Entropy (Basel). 2025 Jul 3;27(7):720. doi: 10.3390/e27070720.
Existing activity measurement methods, such as gas analyzers, activity trackers, and camera-based systems, have limitations in accuracy, convenience, and privacy. To address these issues, this study proposes an improved activity estimation algorithm using a 60 GHz Frequency-Modulated Continuous-Wave (FMCW) radar. Unlike conventional methods that rely solely on distance variations, the proposed method incorporates both distance and velocity information, enhancing measurement accuracy. The algorithm quantifies activity levels using Shannon entropy to reflect the spatial-temporal variation in range signatures. The proposed method was validated through experiments comparing estimated activity levels with motion sensor-based ground truth data. The results demonstrate that the proposed approach significantly improves accuracy, achieving a lower Root Mean Square Error (RMSE) and higher correlation with ground truth values than conventional methods. This study highlights the potential of FMCW radar for non-contact, unrestricted activity monitoring and suggests future research directions using multi-channel radar systems for enhanced motion analysis.

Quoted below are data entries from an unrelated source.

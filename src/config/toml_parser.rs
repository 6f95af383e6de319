//! TOML configuration file parser
//!
//! This module handles parsing of the agent's TOML configuration file. The
//! `[agent]` table tunes the daemon itself; each `[organizations.<slug>]`
//! table describes one organization served by the bundled static directory.

use crate::config::{default_home, AgentSettings, Config, OrganizationConfig};
use crate::error::{AgentError, Result};
use serde::{Deserialize, Serialize};
use std::collections::HashMap;
use std::fs;
use std::path::{Path, PathBuf};
use std::time::Duration;

/// TOML configuration file structure
#[derive(Debug, Clone, Default, Serialize, Deserialize)]
pub struct TomlConfig {
    /// Daemon settings
    #[serde(default)]
    pub agent: TomlAgentConfig,

    /// Organizations keyed by slug
    #[serde(default)]
    pub organizations: HashMap<String, TomlOrganizationConfig>,
}

/// TOML `[agent]` table
#[derive(Debug, Clone, Serialize, Deserialize)]
pub struct TomlAgentConfig {
    /// Control socket path
    pub socket_path: Option<String>,

    /// Directory for persisted peer state
    pub state_dir: Option<String>,

    /// Region new peers are registered in
    #[serde(default = "default_region")]
    pub region: String,

    /// How long a client waits for a spawned daemon to answer `ping`
    #[serde(default = "default_spawn_timeout_ms")]
    pub spawn_timeout_ms: u64,

    /// Dial timeout used by `Dialer::dial` when none is given
    pub default_dial_timeout_ms: Option<u64>,
}

impl Default for TomlAgentConfig {
    fn default() -> Self {
        Self {
            socket_path: None,
            state_dir: None,
            region: default_region(),
            spawn_timeout_ms: default_spawn_timeout_ms(),
            default_dial_timeout_ms: None,
        }
    }
}

/// TOML organization table
#[derive(Debug, Clone, Serialize, Deserialize)]
pub struct TomlOrganizationConfig {
    /// Directory identifier
    pub id: String,

    /// Display name
    #[serde(default)]
    pub name: Option<String>,

    /// WireGuard gateway endpoint (host:port)
    pub gateway_endpoint: String,

    /// Base64-encoded gateway public key
    pub gateway_public_key: String,

    /// Address assigned to the local peer
    pub peer_ip: String,

    /// Private-network DNS server
    #[serde(default)]
    pub dns: Option<String>,
}

impl TomlConfig {
    /// Load configuration from a TOML file
    pub fn from_file<P: AsRef<Path>>(path: P) -> Result<Self> {
        let path = path.as_ref();
        let contents = fs::read_to_string(path).map_err(|e| {
            AgentError::Config(format!("Failed to read config file {:?}: {}", path, e))
        })?;

        Self::parse(&contents)
    }

    /// Parse configuration from a TOML string
    pub fn parse(toml: &str) -> Result<Self> {
        toml::from_str(toml)
            .map_err(|e| AgentError::Config(format!("Failed to parse TOML config: {}", e)))
    }
}

impl From<TomlConfig> for Config {
    fn from(toml: TomlConfig) -> Self {
        let mut config = Config::new();
        config.agent = toml.agent.into();

        for (slug, org) in toml.organizations {
            config.add_organization(slug, org.into());
        }

        config
    }
}

impl From<TomlAgentConfig> for AgentSettings {
    fn from(toml: TomlAgentConfig) -> Self {
        let home = default_home();
        AgentSettings {
            socket_path: toml
                .socket_path
                .map(PathBuf::from)
                .unwrap_or_else(|| home.join("agent.sock")),
            state_dir: toml.state_dir.map(PathBuf::from).unwrap_or(home),
            region: toml.region,
            spawn_timeout: Duration::from_millis(toml.spawn_timeout_ms),
            default_dial_timeout: toml.default_dial_timeout_ms.map(Duration::from_millis),
        }
    }
}

impl From<TomlOrganizationConfig> for OrganizationConfig {
    fn from(toml: TomlOrganizationConfig) -> Self {
        OrganizationConfig {
            id: toml.id,
            name: toml.name,
            gateway_endpoint: toml.gateway_endpoint,
            gateway_public_key: toml.gateway_public_key,
            peer_ip: toml.peer_ip,
            dns: toml.dns,
        }
    }
}

pub(crate) fn default_region() -> String {
    "iad".to_string()
}

pub(crate) fn default_spawn_timeout_ms() -> u64 {
    5000
}

#[cfg(test)]
mod tests {
    use super::*;

    #[test]
    fn test_parse_full_toml() {
        let toml = r#"
            [agent]
            socket_path = "/tmp/agent-test/agent.sock"
            state_dir = "/tmp/agent-test"
            region = "syd"
            spawn_timeout_ms = 2000
            default_dial_timeout_ms = 1500

            [organizations.acme]
            id = "org-1"
            name = "Acme Corp"
            gateway_endpoint = "gw.example.com:51820"
            gateway_public_key = "abcdefghijklmnopqrstuvwxyzABCDEFGHIJKLMNOP=="
            peer_ip = "fdaa:0:1:a7b::2"
            dns = "fdaa:0:1::3"
        "#;

        let config = TomlConfig::parse(toml).expect("Failed to parse TOML");
        assert_eq!(config.agent.region, "syd");
        assert_eq!(config.agent.default_dial_timeout_ms, Some(1500));
        assert!(config.organizations.contains_key("acme"));

        let config: Config = config.into();
        assert_eq!(
            config.agent.socket_path,
            PathBuf::from("/tmp/agent-test/agent.sock")
        );
        assert_eq!(config.agent.spawn_timeout, Duration::from_millis(2000));

        let acme = config.get_organization("acme").unwrap();
        assert_eq!(acme.id, "org-1");
        assert_eq!(acme.dns.as_deref(), Some("fdaa:0:1::3"));
    }

    #[test]
    fn test_parse_with_defaults() {
        let config = TomlConfig::parse("").expect("Failed to parse TOML");
        assert_eq!(config.agent.region, "iad");
        assert_eq!(config.agent.spawn_timeout_ms, 5000);
        assert!(config.agent.socket_path.is_none());
        assert!(config.organizations.is_empty());
    }

    #[test]
    fn test_organizations_without_agent_table() {
        let toml = r#"
            [organizations.acme]
            id = "org-1"
            gateway_endpoint = "gw.example.com:51820"
            gateway_public_key = "abcdefghijklmnopqrstuvwxyzABCDEFGHIJKLMNOP=="
            peer_ip = "10.0.0.2"
        "#;

        let config: Config = TomlConfig::parse(toml).unwrap().into();
        assert_eq!(config.agent.region, "iad");
        assert_eq!(config.agent.spawn_timeout, Duration::from_millis(5000));
        assert!(config.validate().is_ok());
    }

    #[test]
    fn test_organization_requires_gateway() {
        let toml = r#"
            [organizations.acme]
            id = "org-1"
            peer_ip = "10.0.0.2"
        "#;

        assert!(TomlConfig::parse(toml).is_err());
    }
}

现有的活动测量方法,如气体分析仪、活动追踪器和基于摄像头的系统,在准确性、便利性和隐私性方面存在局限性。为了解决这些问题,本研究提出了一种使用60GHz调频连续波(FMCW)雷达的改进活动估计算法。与仅依赖距离变化的传统方法不同,该方法结合了距离和速度信息,提高了测量准确性。该算法使用香农熵对活动水平进行量化,以反映距离特征中的时空变化。通过将估计的活动水平与基于运动传感器的地面真值数据进行比较的实验,对所提出的方法进行了验证。结果表明,与传统方法相比,所提出的方法显著提高了准确性,实现了更低的均方根误差(RMSE)和与地面真值更高的相关性。本研究突出了FMCW雷达在非接触、无限制活动监测方面的潜力,并提出了使用多通道雷达系统进行增强运动分析的未来研究方向。